This last week I have been artist in residence on Oncology ward 12 at Singleton Hospital. I have visited the ‘Kingdom of the Sick’ without a passport, and it has been a challenging, but so very inspirational experience, simultaneously so draining and uplifting. I have felt caught up in an an emotional vortex, and the images and the sounds and the conversations live on in my mind. I have been welcomed and trusted by the staff and by the patients on the ward and they have given me so much.
In this post and all those that follow I want to stress that the all thoughts are my own and borne of my individual experience in relation to the patients, the medical staff and the general experience of being on Ward 12. I will also use (anonymised) quotes from patients and staff alongside excerpts from literature including Solzenitsyn’s Cancer Ward, written in 1968. My fundamental aims with the Cancer Ward 12 project are, as in all of my work, based on mutual respect and the basic human need to relate and share experience. My approach is from an autoethnographic perspective from wherein I have come to understand and appreciate very profoundly a place in between the two Kingdoms of the Sick and the Well, a ‘liminal space’ wherein the extremes of health and ill-health give way to overall experience. This is the place, I believe, where objectivity and subjectivity collide and commune, where mediation through art affords meaning the opportunity to take on a new persona, and where the overall impact of illness cannot be reduced to a clinical conception of disease. Respect for the individual and the meanings and values they live by is a starting point and where some of the things I say or create may be challenging, or controversial, this is only because challenge and controversy is always present where meaningful lives are lived to the full.
While on Ward 12 I have made loose but emotionally charged sketches of individuals who have told me, eloquently, of their fears and their hopes, of their families and their jobs, of their life experiences and of their lives as they were and as they are now. I have listened to and witnessed so much physical and emotional pain and angst, and I have listened to and witnessed so much dignity and determination. The negatives are mitigated by positivity and the sheer force of the human spirit. I have sat with patients who hardly knew I was there, and with patients who seemed very glad that I was there…most of all I listened – even, and perhaps especially hard, to those who could barely speak because of the grip of their cancer. I made copious notes and I recorded the words of those who consented to be involved – those who wanted to add their voices to the project and be heard. Life on the ward seems to play out in a time and in a light of its own. Once I stepped inside the outside world became a shadowy place that even the arrival of families and friends could not enlighten. Within this time and light I have made vivid, almost tangible, memories of a fundamentally subjective experience and I have seen and heard so much – although never too much. The experience as a whole was visceral.

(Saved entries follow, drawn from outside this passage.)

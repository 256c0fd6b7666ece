//! User Name Value Object
//!
//! ユーザー名は、ユーザーを識別するための公開ハンドル。
//! 画面表示と管理運用に使用される（ログインはメールアドレスで行う）。
//!
//! ## 不変条件
//! - 前後の空白は除去される
//! - 空文字は不可
//! - 長さ: 最大64文字
//! - 制御文字は不可
//!
//! 大文字・小文字は区別して保存し、一意性もそのまま判定する。

use serde::{Deserialize, Serialize};
use std::fmt;

// ============================================================================
// Constants
// ============================================================================

/// Maximum length for user name (in characters)
pub const USER_NAME_MAX_LENGTH: usize = 64;

// ============================================================================
// Error Types
// ============================================================================

/// Error returned when user name validation fails
#[derive(Debug, Clone, PartialEq, Eq)]
pub enum UserNameError {
    /// User name is empty after trimming
    Empty,

    /// User name is too long (maximum: USER_NAME_MAX_LENGTH)
    TooLong { length: usize, max: usize },

    /// User name contains a control character
    InvalidCharacter { position: usize },
}

impl fmt::Display for UserNameError {
    fn fmt(&self, f: &mut fmt::Formatter<'_>) -> fmt::Result {
        match self {
            Self::Empty => write!(f, "User name cannot be empty"),
            Self::TooLong { length, max } => {
                write!(f, "User name is too long ({length} chars, maximum {max})")
            }
            Self::InvalidCharacter { position } => {
                write!(f, "User name contains an invalid character at position {position}")
            }
        }
    }
}

impl std::error::Error for UserNameError {}

// ============================================================================
// UserName Value Object
// ============================================================================

/// Validated user name
#[derive(Clone, PartialEq, Eq, Hash, Serialize, Deserialize)]
#[serde(try_from = "String", into = "String")]
pub struct UserName(String);

impl UserName {
    /// Create a new UserName from raw input
    pub fn new(input: impl AsRef<str>) -> Result<Self, UserNameError> {
        let value = input.as_ref().trim();
        Self::validate(value)?;
        Ok(Self(value.to_string()))
    }

    /// Create from database values (assumes already validated)
    pub fn from_db(value: impl Into<String>) -> Self {
        Self(value.into())
    }

    #[inline]
    pub fn as_str(&self) -> &str {
        &self.0
    }

    #[inline]
    pub fn into_inner(self) -> String {
        self.0
    }

    fn validate(value: &str) -> Result<(), UserNameError> {
        if value.is_empty() {
            return Err(UserNameError::Empty);
        }

        let length = value.chars().count();
        if length > USER_NAME_MAX_LENGTH {
            return Err(UserNameError::TooLong {
                length,
                max: USER_NAME_MAX_LENGTH,
            });
        }

        if let Some(position) = value.chars().position(char::is_control) {
            return Err(UserNameError::InvalidCharacter { position });
        }

        Ok(())
    }
}

impl fmt::Debug for UserName {
    fn fmt(&self, f: &mut fmt::Formatter<'_>) -> fmt::Result {
        write!(f, "UserName({:?})", self.0)
    }
}

impl fmt::Display for UserName {
    fn fmt(&self, f: &mut fmt::Formatter<'_>) -> fmt::Result {
        f.write_str(&self.0)
    }
}

impl AsRef<str> for UserName {
    fn as_ref(&self) -> &str {
        &self.0
    }
}

impl TryFrom<String> for UserName {
    type Error = UserNameError;

    fn try_from(value: String) -> Result<Self, Self::Error> {
        Self::new(value)
    }
}

impl From<UserName> for String {
    fn from(name: UserName) -> Self {
        name.0
    }
}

I visited the hospital cafe sometimes during the week just to write up some thoughts and, because I know the place well perhaps from previous projects (Medicine Umasked for example) , it was a comforting place to be. I have come back now into the ‘Kingdom of the Well’ with a powerful sense of responsibility to make something very special of the Cancer Ward 12 project. I am thinking about cartography…not as off track perhaps (if you’ll excuse the pun) as might be thought. I am thinking about emotional mapping – finding ways through the experience of witnessing.
Back in the cafe…I have to come less often as it is expensive! It is strangely comforting however, full of patients with their carers families, in-patients, outpatients, medics…. Often carers will talk at full volume – there is a universal manner it seems, despite the patients needs – half way between speaking to a child and to an adult. Conversation is always slightly ‘elevated’ in mood – cheerful but also resonating sometimes with an underlying tension, frustration, sadness, pain, fear and – I see it in the taught lines of the faces – utter exasperation. But one of the nurses on the ward said: its not right that some people will talk to patients who are sick as if they have dementia.
My first experience of Ward 12 is salutary. The prospect of death maintains a strong presence both in physical and relative terms – the concept of quality over quantity was never so salient.